# [TASK OBJECTIVE]
Tally the lines in the following entries that include the word "field"; state only the total.
-- DATA TO USE follows --
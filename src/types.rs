// Copyright 2023 TiKV Project Authors. Licensed under Apache-2.0.

use std::{
    cmp::Ordering,
    fmt,
    time::{SystemTime, UNIX_EPOCH},
};

use serde::{Deserialize, Serialize};

use crate::utils::redact;

const TSO_PHYSICAL_SHIFT_BITS: u64 = 18;

/// A hybrid-logical timestamp. The higher bits hold the physical part
/// (milliseconds), the lower 18 bits hold the logical counter.
#[derive(
    Eq, PartialEq, Ord, PartialOrd, Debug, Clone, Copy, Default, Hash, Serialize, Deserialize,
)]
pub struct TimeStamp(u64);

impl TimeStamp {
    pub fn new(ts: u64) -> TimeStamp {
        TimeStamp(ts)
    }

    pub fn compose(physical: u64, logical: u64) -> TimeStamp {
        TimeStamp((physical << TSO_PHYSICAL_SHIFT_BITS) + logical)
    }

    pub fn zero() -> TimeStamp {
        TimeStamp(0)
    }

    pub fn max() -> TimeStamp {
        TimeStamp(u64::MAX)
    }

    pub fn is_zero(self) -> bool {
        self.0 == 0
    }

    pub fn physical(self) -> u64 {
        self.0 >> TSO_PHYSICAL_SHIFT_BITS
    }

    pub fn logical(self) -> u64 {
        self.0 & ((1 << TSO_PHYSICAL_SHIFT_BITS) - 1)
    }

    pub fn into_inner(self) -> u64 {
        self.0
    }

    /// The current wall clock in the physical-part unit (milliseconds).
    pub fn physical_now() -> u64 {
        SystemTime::now()
            .duration_since(UNIX_EPOCH)
            .expect("clock jumped before the unix epoch")
            .as_millis() as u64
    }
}

impl From<u64> for TimeStamp {
    fn from(ts: u64) -> TimeStamp {
        TimeStamp(ts)
    }
}

impl fmt::Display for TimeStamp {
    fn fmt(&self, f: &mut fmt::Formatter<'_>) -> fmt::Result {
        fmt::Display::fmt(&self.0, f)
    }
}

/// A half-open key range `[start_key, end_key)`.
/// An empty `end_key` means "unbounded above", an empty `start_key` means
/// "unbounded below"; both empty cover the whole key space.
#[derive(Clone, PartialEq, Eq, Default, Serialize, Deserialize)]
pub struct KeyRange {
    pub start_key: Vec<u8>,
    pub end_key: Vec<u8>,
}

impl fmt::Debug for KeyRange {
    fn fmt(&self, f: &mut fmt::Formatter<'_>) -> fmt::Result {
        write!(
            f,
            "[{}, {})",
            redact(&self.start_key),
            if self.end_key.is_empty() {
                "+inf".to_owned()
            } else {
                redact(&self.end_key)
            }
        )
    }
}

impl KeyRange {
    pub fn new(start_key: impl Into<Vec<u8>>, end_key: impl Into<Vec<u8>>) -> Self {
        Self {
            start_key: start_key.into(),
            end_key: end_key.into(),
        }
    }

    /// The range covering the whole key space.
    pub fn full() -> Self {
        Self::default()
    }

    pub fn is_empty(&self) -> bool {
        !self.end_key.is_empty() && self.start_key >= self.end_key
    }

    pub fn contains_key(&self, key: &[u8]) -> bool {
        key >= self.start_key.as_slice()
            && (self.end_key.is_empty() || key < self.end_key.as_slice())
    }

    /// Intersect two ranges; `None` when they don't overlap.
    pub fn intersect(&self, other: &KeyRange) -> Option<KeyRange> {
        let start = std::cmp::max(self.start_key.as_slice(), other.start_key.as_slice());
        let end = match cmp_end_key(&self.end_key, &other.end_key) {
            Ordering::Less | Ordering::Equal => self.end_key.as_slice(),
            Ordering::Greater => other.end_key.as_slice(),
        };
        if !end.is_empty() && start >= end {
            return None;
        }
        Some(KeyRange::new(start.to_vec(), end.to_vec()))
    }
}

/// Compare two end keys, treating the empty key as positive infinity.
pub fn cmp_end_key(a: &[u8], b: &[u8]) -> Ordering {
    match (a.is_empty(), b.is_empty()) {
        (true, true) => Ordering::Equal,
        (true, false) => Ordering::Greater,
        (false, true) => Ordering::Less,
        (false, false) => a.cmp(b),
    }
}

/// Sort the ranges and merge the overlapping or touching ones.
pub fn collapse(mut ranges: Vec<KeyRange>) -> Vec<KeyRange> {
    ranges.retain(|r| !r.is_empty());
    ranges.sort_by(|a, b| a.start_key.cmp(&b.start_key));
    let mut result = Vec::<KeyRange>::with_capacity(ranges.len());
    for range in ranges {
        match result.last_mut() {
            Some(last) if cmp_end_key(&last.end_key, &range.start_key) != Ordering::Less => {
                if cmp_end_key(&last.end_key, &range.end_key) == Ordering::Less {
                    last.end_key = range.end_key;
                }
            }
            _ => result.push(range),
        }
    }
    result
}

/// The placement unit of the cluster. The region-to-store mapping is volatile,
/// always fetched from the meta service and never persisted here.
#[derive(Clone, PartialEq, Eq, Default)]
pub struct Region {
    pub id: u64,
    /// The epoch version. Bumped on split / merge.
    pub version: u64,
    pub start_key: Vec<u8>,
    pub end_key: Vec<u8>,
}

impl fmt::Debug for Region {
    fn fmt(&self, f: &mut fmt::Formatter<'_>) -> fmt::Result {
        f.debug_struct("Region")
            .field("id", &self.id)
            .field("version", &self.version)
            .field("range", &self.key_range())
            .finish()
    }
}

impl Region {
    pub fn key_range(&self) -> KeyRange {
        KeyRange::new(self.start_key.clone(), self.end_key.clone())
    }
}

/// A region with the store its leader currently lives on.
#[derive(Clone, Debug)]
pub struct RegionInfo {
    pub region: Region,
    pub leader_store: u64,
}

/// A pending transaction lock observed while scanning.
#[derive(Clone, PartialEq, Eq)]
pub struct LockInfo {
    pub key: Vec<u8>,
    pub lock_ts: TimeStamp,
}

impl fmt::Debug for LockInfo {
    fn fmt(&self, f: &mut fmt::Formatter<'_>) -> fmt::Result {
        f.debug_struct("LockInfo")
            .field("key", &format_args!("{}", redact(&self.key)))
            .field("lock_ts", &self.lock_ts)
            .finish()
    }
}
-- DATA TO USE concluded --
# [PROBLEM SOLUTION]
5